Myelodysplastic syndrome (MDS) as a late stage of subclinical hemophagocytic lymphohistiocytosis (HLH): a putative role for Leptospira infection. A hypothesis.

It is proposed that hemophagocytic lymphohistiocytosis (HLH) and myelodysplastic syndromes (MDS) may be temporally distinct phases of pathophysiologically related disease processes. A significant subgroup of MDS may develop from subclinical HLH. In that case, HLH-like disease would chronically proceed with little disease activity or under occasional flares only, until it first becomes clinically apparent at the MDS stage. At the MDS stage, however, HLH activity may be easily overlooked by histological or cytogenetic means, since hemophagocytosis has fallen already largely silent.
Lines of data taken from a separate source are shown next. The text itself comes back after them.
//! Time-series trend detection over monthly buckets.

use indexmap::IndexMap;
use serde::{Deserialize, Serialize};

use crate::dataset::{month_key, Dataset};
use crate::roles::RoleAssignment;
use crate::schema::TableSchema;
use crate::stats::round2;

/// Minimum paired date/metric rows for a trend.
const MIN_TREND_ROWS: usize = 3;

/// Minimum distinct periods for a trend.
const MIN_TREND_PERIODS: usize = 2;

/// Chart points kept (most recent periods).
const MAX_TREND_POINTS: usize = 12;

/// One monthly data point.
#[derive(Debug, Clone, Serialize, Deserialize)]
pub struct TrendPoint {
    /// Period key, "YYYY-MM".
    pub period: String,
    pub value: f64,
}

/// Month-over-month movement of a metric.
#[derive(Debug, Clone, Serialize, Deserialize)]
pub struct TrendInsight {
    pub date_column: String,
    pub metric_column: String,
    pub latest_value: f64,
    pub previous_value: f64,
    /// Percent change from previous to latest period. Null when the
    /// previous period total is zero.
    pub growth_pct: Option<f64>,
    /// "up", "down", or "flat".
    pub direction: String,
    pub points: Vec<TrendPoint>,
}

/// One period of the revenue/cost/profit series.
#[derive(Debug, Clone, Serialize, Deserialize)]
pub struct PnlPoint {
    pub period: String,
    pub revenue: Option<f64>,
    pub cost: Option<f64>,
    pub profit: Option<f64>,
}

/// Compact trend payload for chart rendering and narrative answers.
#[derive(Debug, Clone, Serialize, Deserialize)]
pub struct SimplifiedTrend {
    pub date_column: String,
    pub growth_metric: String,
    pub growth_pct: Option<f64>,
    pub points: Vec<PnlPoint>,
}

/// Detect the monthly trend of the growth metric against the assigned date
/// column. Returns `None` when the dataset lacks enough dated rows or
/// spans fewer than two periods.
pub fn detect_trend(
    dataset: &Dataset,
    schema: &TableSchema,
    roles: &RoleAssignment,
) -> Option<TrendInsight> {
    let date_column = roles.date.as_deref()?;
    let metric_column = roles.growth_metric(schema)?;

    let totals = monthly_totals(dataset, date_column, metric_column)?;
    if totals.len() < MIN_TREND_PERIODS {
        return None;
    }

    let points: Vec<TrendPoint> = totals
        .iter()
        .rev()
        .take(MAX_TREND_POINTS)
        .rev()
        .map(|(period, value)| TrendPoint {
            period: period.clone(),
            value: round2(*value),
        })
        .collect();

    let latest = points[points.len() - 1].value;
    let previous = points[points.len() - 2].value;
    let growth_pct = if previous == 0.0 {
        None
    } else {
        Some(round2((latest - previous) / previous.abs() * 100.0))
    };

    // Zero growth still counts as holding, not declining
    let direction = match growth_pct {
        Some(g) if g >= 0.0 => "up",
        Some(_) => "down",
        None => {
            if latest > previous {
                "up"
            } else if latest < previous {
                "down"
            } else {
                "flat"
            }
        }
    };

    Some(TrendInsight {
        date_column: date_column.to_string(),
        metric_column: metric_column.to_string(),
        latest_value: latest,
        previous_value: previous,
        growth_pct,
        direction: direction.to_string(),
        points,
    })
}

/// Build the per-period revenue/cost/profit series. Present whenever a
/// trend is; metric series without an assigned column stay null.
pub fn simplified_trend(
    dataset: &Dataset,
    roles: &RoleAssignment,
    trend: &TrendInsight,
) -> SimplifiedTrend {
    let revenue = roles
        .revenue
        .as_deref()
        .and_then(|col| monthly_totals(dataset, &trend.date_column, col));
    let cost = roles
        .cost
        .as_deref()
        .and_then(|col| monthly_totals(dataset, &trend.date_column, col));
    let profit = roles
        .profit
        .as_deref()
        .and_then(|col| monthly_totals(dataset, &trend.date_column, col));

    let points = trend
        .points
        .iter()
        .map(|p| {
            let lookup = |series: &Option<IndexMap<String, f64>>| {
                series
                    .as_ref()
                    .and_then(|m| m.get(&p.period))
                    .map(|v| round2(*v))
            };
            let revenue_val = lookup(&revenue);
            let cost_val = lookup(&cost);
            // Derive profit when no direct column exists but both sides do
            let profit_val = lookup(&profit).or_else(|| match (revenue_val, cost_val) {
                (Some(r), Some(c)) => Some(round2(r - c)),
                _ => None,
            });
            PnlPoint {
                period: p.period.clone(),
                revenue: revenue_val,
                cost: cost_val,
                profit: profit_val,
            }
        })
        .collect();

    SimplifiedTrend {
        date_column: trend.date_column.clone(),
        growth_metric: trend.metric_column.clone(),
        growth_pct: trend.growth_pct,
        points,
    }
}

/// Sum a metric into monthly buckets keyed "YYYY-MM", sorted by period.
/// Returns `None` below the minimum row count.
fn monthly_totals(
    dataset: &Dataset,
    date_column: &str,
    metric_column: &str,
) -> Option<IndexMap<String, f64>> {
    let date_pos = dataset.column_position(date_column)?;
    let metric_pos = dataset.column_position(metric_column)?;
    let metric_values = dataset.numeric_column(metric_pos);

    let mut totals: IndexMap<String, f64> = IndexMap::new();
    let mut paired_rows = 0usize;

    for (row_idx, cell) in dataset.column_values(date_pos).enumerate() {
        let Some(date) = cell.as_date() else { continue };
        let Some(value) = metric_values.get(row_idx).copied().flatten() else {
            continue;
        };
        paired_rows += 1;
        *totals.entry(month_key(date)).or_insert(0.0) += value;
    }

    if paired_rows < MIN_TREND_ROWS {
        return None;
    }

    totals.sort_keys();
    Some(totals)
}
//! Heuristic column-role assignment.
//!
//! Roles map a business meaning (revenue, cost, profit, segment, date) to a
//! concrete column, chosen once per computation so every consumer of one
//! response reports the same columns. The matching policy is a prioritized
//! rule list over name substrings, kept as plain data so it is testable on
//! its own.

use serde::{Deserialize, Serialize};

use crate::schema::{ColumnRole, ColumnType, TableSchema};

/// A name-substring rule mapping matched columns to a role.
#[derive(Debug, Clone)]
pub struct RoleRule {
    /// The role this rule assigns.
    pub role: ColumnRole,
    /// Substrings matched against the lowercased column name, in priority order.
    pub tokens: &'static [&'static str],
    /// Required column type for a match.
    pub required_type: ColumnType,
}

/// The default rule list, in priority order. First match per role wins.
pub fn default_rules() -> Vec<RoleRule> {
    vec![
        RoleRule {
            role: ColumnRole::Profit,
            tokens: &["profit", "margin", "net"],
            required_type: ColumnType::Numeric,
        },
        RoleRule {
            role: ColumnRole::Revenue,
            tokens: &["revenue", "sales", "income", "turnover", "gmv", "amount"],
            required_type: ColumnType::Numeric,
        },
        RoleRule {
            role: ColumnRole::Cost,
            tokens: &["cost", "expense", "spend", "cogs"],
            required_type: ColumnType::Numeric,
        },
        RoleRule {
            role: ColumnRole::Quantity,
            tokens: &["quantity", "qty", "units", "orders", "volume"],
            required_type: ColumnType::Numeric,
        },
    ]
}

/// Name tokens that make a categorical column a preferred segment.
pub const SEGMENT_NAME_TOKENS: &[&str] = &[
    "segment", "region", "category", "product", "channel", "department", "market", "country",
    "city",
];

/// Maximum distinct values for a column to qualify as a segment.
pub const SEGMENT_MAX_CARDINALITY: usize = 50;

/// Role assignments for one computation.
#[derive(Debug, Clone, Default, Serialize, Deserialize)]
pub struct RoleAssignment {
    pub revenue: Option<String>,
    pub cost: Option<String>,
    pub profit: Option<String>,
    pub quantity: Option<String>,
    pub date: Option<String>,
    pub segment: Option<String>,
}

impl RoleAssignment {
    /// Assign roles for a schema using the default rules.
    pub fn assign(schema: &TableSchema) -> Self {
        Self::assign_with_rules(schema, &default_rules())
    }

    /// Assign roles using an explicit rule list.
    pub fn assign_with_rules(schema: &TableSchema, rules: &[RoleRule]) -> Self {
        let mut assignment = RoleAssignment::default();

        for rule in rules {
            let matched = schema
                .columns
                .iter()
                .filter(|c| c.inferred_type == rule.required_type)
                .find(|c| {
                    let lower = c.name.to_lowercase();
                    rule.tokens.iter().any(|token| lower.contains(token))
                })
                .map(|c| c.name.clone());

            let slot = match rule.role {
                ColumnRole::Revenue => &mut assignment.revenue,
                ColumnRole::Cost => &mut assignment.cost,
                ColumnRole::Profit => &mut assignment.profit,
                ColumnRole::Quantity => &mut assignment.quantity,
                ColumnRole::Date => &mut assignment.date,
                ColumnRole::Segment => &mut assignment.segment,
            };
            if slot.is_none() {
                *slot = matched;
            }
        }

        assignment.date = pick_date_column(schema);
        assignment.segment = pick_segment_column(schema);
        assignment
    }

    /// The metric used for trend growth: revenue role, else first numeric.
    pub fn growth_metric<'a>(&'a self, schema: &'a TableSchema) -> Option<&'a str> {
        if let Some(ref revenue) = self.revenue {
            return Some(revenue.as_str());
        }
        schema.numeric_columns().first().map(|c| c.name.as_str())
    }

    /// The primary KPI column for driver analysis: profit, else revenue,
    /// else first numeric.
    pub fn primary_kpi<'a>(&'a self, schema: &'a TableSchema) -> Option<&'a str> {
        if let Some(ref profit) = self.profit {
            return Some(profit.as_str());
        }
        self.growth_metric(schema)
    }
}

/// Date column: the date-typed column with the most non-null values,
/// preferring name-hinted columns; ties resolve to table order.
fn pick_date_column(schema: &TableSchema) -> Option<String> {
    let dates = schema.date_columns();
    if dates.is_empty() {
        return None;
    }

    let hinted = dates
        .iter()
        .filter(|c| crate::schema::has_date_name_hint(&c.name))
        .max_by_key(|c| c.non_null_count);
    if let Some(col) = hinted {
        return Some(col.name.clone());
    }

    dates
        .iter()
        .max_by_key(|c| c.non_null_count)
        .map(|c| c.name.clone())
}

/// Segment column: bounded-cardinality categorical, preferring name-hinted
/// columns, else the first qualifying column in table order.
fn pick_segment_column(schema: &TableSchema) -> Option<String> {
    let candidates: Vec<_> = schema
        .categorical_columns()
        .into_iter()
        .filter(|c| c.unique_count >= 2 && c.unique_count <= SEGMENT_MAX_CARDINALITY)
        .collect();

    let hinted = candidates.iter().find(|c| {
        let lower = c.name.to_lowercase();
        SEGMENT_NAME_TOKENS.iter().any(|token| lower.contains(token))
    });

    hinted
        .or_else(|| candidates.first())
        .map(|c| c.name.clone())
}

#[cfg(test)]
mod tests {
    use super::*;
    use crate::dataset::{CellValue, Dataset};
    use crate::schema::SchemaInferencer;

    fn schema_for(columns: Vec<&str>, rows: Vec<Vec<&str>>) -> TableSchema {
        let ds = Dataset::new(
            columns.into_iter().map(String::from).collect(),
            rows.into_iter()
                .map(|r| r.into_iter().map(CellValue::from_text).collect())
                .collect(),
        );
        SchemaInferencer::new().infer(&ds)
    }

    #[test]
    fn test_assigns_revenue_cost_profit() {
        let schema = schema_for(
            vec!["total_sales", "unit_cost", "net_profit", "region"],
            vec![
                vec!["100", "60", "40", "NY"],
                vec!["200", "150", "50", "LA"],
            ],
        );
        let roles = RoleAssignment::assign(&schema);

        assert_eq!(roles.revenue.as_deref(), Some("total_sales"));
        assert_eq!(roles.cost.as_deref(), Some("unit_cost"));
        assert_eq!(roles.profit.as_deref(), Some("net_profit"));
        assert_eq!(roles.segment.as_deref(), Some("region"));
    }

    #[test]
    fn test_first_match_wins() {
        let schema = schema_for(
            vec!["gross_revenue", "sales_total"],
            vec![vec!["1", "2"], vec!["3", "4"]],
        );
        let roles = RoleAssignment::assign(&schema);
        assert_eq!(roles.revenue.as_deref(), Some("gross_revenue"));
    }

    #[test]
    fn test_roles_may_stay_unassigned() {
        let schema = schema_for(vec!["a", "b"], vec![vec!["1", "2"], vec!["3", "4"]]);
        let roles = RoleAssignment::assign(&schema);

        assert!(roles.revenue.is_none());
        assert!(roles.cost.is_none());
        assert!(roles.profit.is_none());
    }

    #[test]
    fn test_segment_requires_at_least_two_groups() {
        let schema = schema_for(
            vec!["status"],
            vec![vec!["active"], vec!["active"], vec!["active"]],
        );
        let roles = RoleAssignment::assign(&schema);
        assert!(roles.segment.is_none());
    }

    #[test]
    fn test_growth_metric_falls_back_to_first_numeric() {
        let schema = schema_for(vec!["score"], vec![vec!["1"], vec!["2"]]);
        let roles = RoleAssignment::assign(&schema);
        assert_eq!(roles.growth_metric(&schema), Some("score"));
    }

    #[test]
    fn test_profit_role_not_matched_to_text_column() {
        let schema = schema_for(
            vec!["profit_notes"],
            vec![vec!["good"], vec!["bad"], vec!["good"]],
        );
        let roles = RoleAssignment::assign(&schema);
        assert!(roles.profit.is_none());
    }
}
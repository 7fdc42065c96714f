//! API request handlers.

mod ai;
mod overview;

pub use ai::{get_recommended_questions, post_query};
pub use overview::get_metrics;
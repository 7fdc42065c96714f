//! Error types for the Datasight library.

use thiserror::Error;

/// Main error type for Datasight operations.
#[derive(Debug, Error)]
pub enum DatasightError {
    /// Empty dataset or no data to analyze.
    #[error("Empty data: {0}")]
    EmptyData(String),

    /// Input rows that cannot be shaped into a rectangular dataset.
    #[error("Computation error: {0}")]
    Computation(String),

    /// Request rejected before computation started.
    #[error("Rate limit exceeded; retry after {retry_after_secs}s")]
    RateLimited { retry_after_secs: u64 },

    /// Error from the CSV library.
    #[error("CSV error: {0}")]
    Csv(#[from] csv::Error),

    /// Error reading a file.
    #[error("IO error: {0}")]
    Io(#[from] std::io::Error),

    /// JSON serialization/deserialization error.
    #[error("JSON error: {0}")]
    Json(#[from] serde_json::Error),

    /// Configuration error (bad API key, malformed settings).
    #[error("Configuration error: {0}")]
    Config(String),

    /// External enrichment call failed or timed out. Always recoverable:
    /// callers fall back to the deterministic answer.
    #[error("Enrichment failed: {0}")]
    Enrichment(String),
}

/// Result type alias for Datasight operations.
pub type Result<T> = std::result::Result<T, DatasightError>;
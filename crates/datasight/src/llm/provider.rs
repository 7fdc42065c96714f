//! Narrative enricher trait and types.

use serde::{Deserialize, Serialize};

use crate::error::Result;

/// The deterministic facts handed to an enricher. The enricher may reword
/// them; it never supplies numbers of its own.
#[derive(Debug, Clone, Serialize, Deserialize)]
pub struct EnrichmentFacts {
    /// The user's question, verbatim.
    pub question: String,

    /// The computed answer text to be reworded.
    pub answer: String,

    /// Supporting facts as short statements, in display order.
    #[serde(default)]
    pub supporting_facts: Vec<String>,
}

impl EnrichmentFacts {
    /// Create facts for a question/answer pair.
    pub fn new(question: impl Into<String>, answer: impl Into<String>) -> Self {
        Self {
            question: question.into(),
            answer: answer.into(),
            supporting_facts: Vec::new(),
        }
    }

    /// Add supporting facts.
    pub fn with_facts(mut self, facts: Vec<String>) -> Self {
        self.supporting_facts = facts;
        self
    }
}

/// Configuration for narrative enrichers.
#[derive(Debug, Clone)]
pub struct EnricherConfig {
    /// Model to use (e.g., "gpt-4o-mini").
    pub model: String,

    /// Maximum tokens in the reworded response.
    pub max_tokens: usize,

    /// Temperature for generation (0.0-1.0).
    pub temperature: f64,

    /// Request timeout in seconds. Kept short: a slow enricher must not
    /// hold up the deterministic answer.
    pub timeout_secs: u64,
}

impl Default for EnricherConfig {
    fn default() -> Self {
        Self {
            model: "gpt-4o-mini".to_string(),
            max_tokens: 512,
            temperature: 0.2,
            timeout_secs: 4,
        }
    }
}

/// Trait for narrative enrichers.
///
/// Implementations must be thread-safe (Send + Sync) so one enricher can be
/// shared across concurrent queries. Enrichment is strictly optional: any
/// error falls back to the deterministic answer.
pub trait NarrativeEnricher: Send + Sync {
    /// Reword a deterministic answer as a short narrative.
    ///
    /// # Arguments
    /// * `facts` - The question, computed answer, and supporting facts
    ///
    /// # Returns
    /// The reworded narrative text
    fn enrich(&self, facts: &EnrichmentFacts) -> Result<String>;

    /// Get the configuration for this enricher.
    fn config(&self) -> &EnricherConfig;

    /// Get the name of this enricher (for logging/debugging).
    fn name(&self) -> &str;
}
Current treatment options for HLH, like high-dose intravenous immunoglobulins (IVIG), may turn out to be helpful in MDS patients as well. In rare and extreme cases, Leptospira infection causes severe and life-threatening HLH. Thus, this proposal also implies that an insufficient, dysfunctional or misdirected immunological response to Leptospira infection may lead to MDS in the long run in a significant number of cases, which have not been recognized as Leptospira -triggered events in the first place. Infections by agents other than Leptospira may lead to subclinical HLH-like disease with MDS as a late stage as well.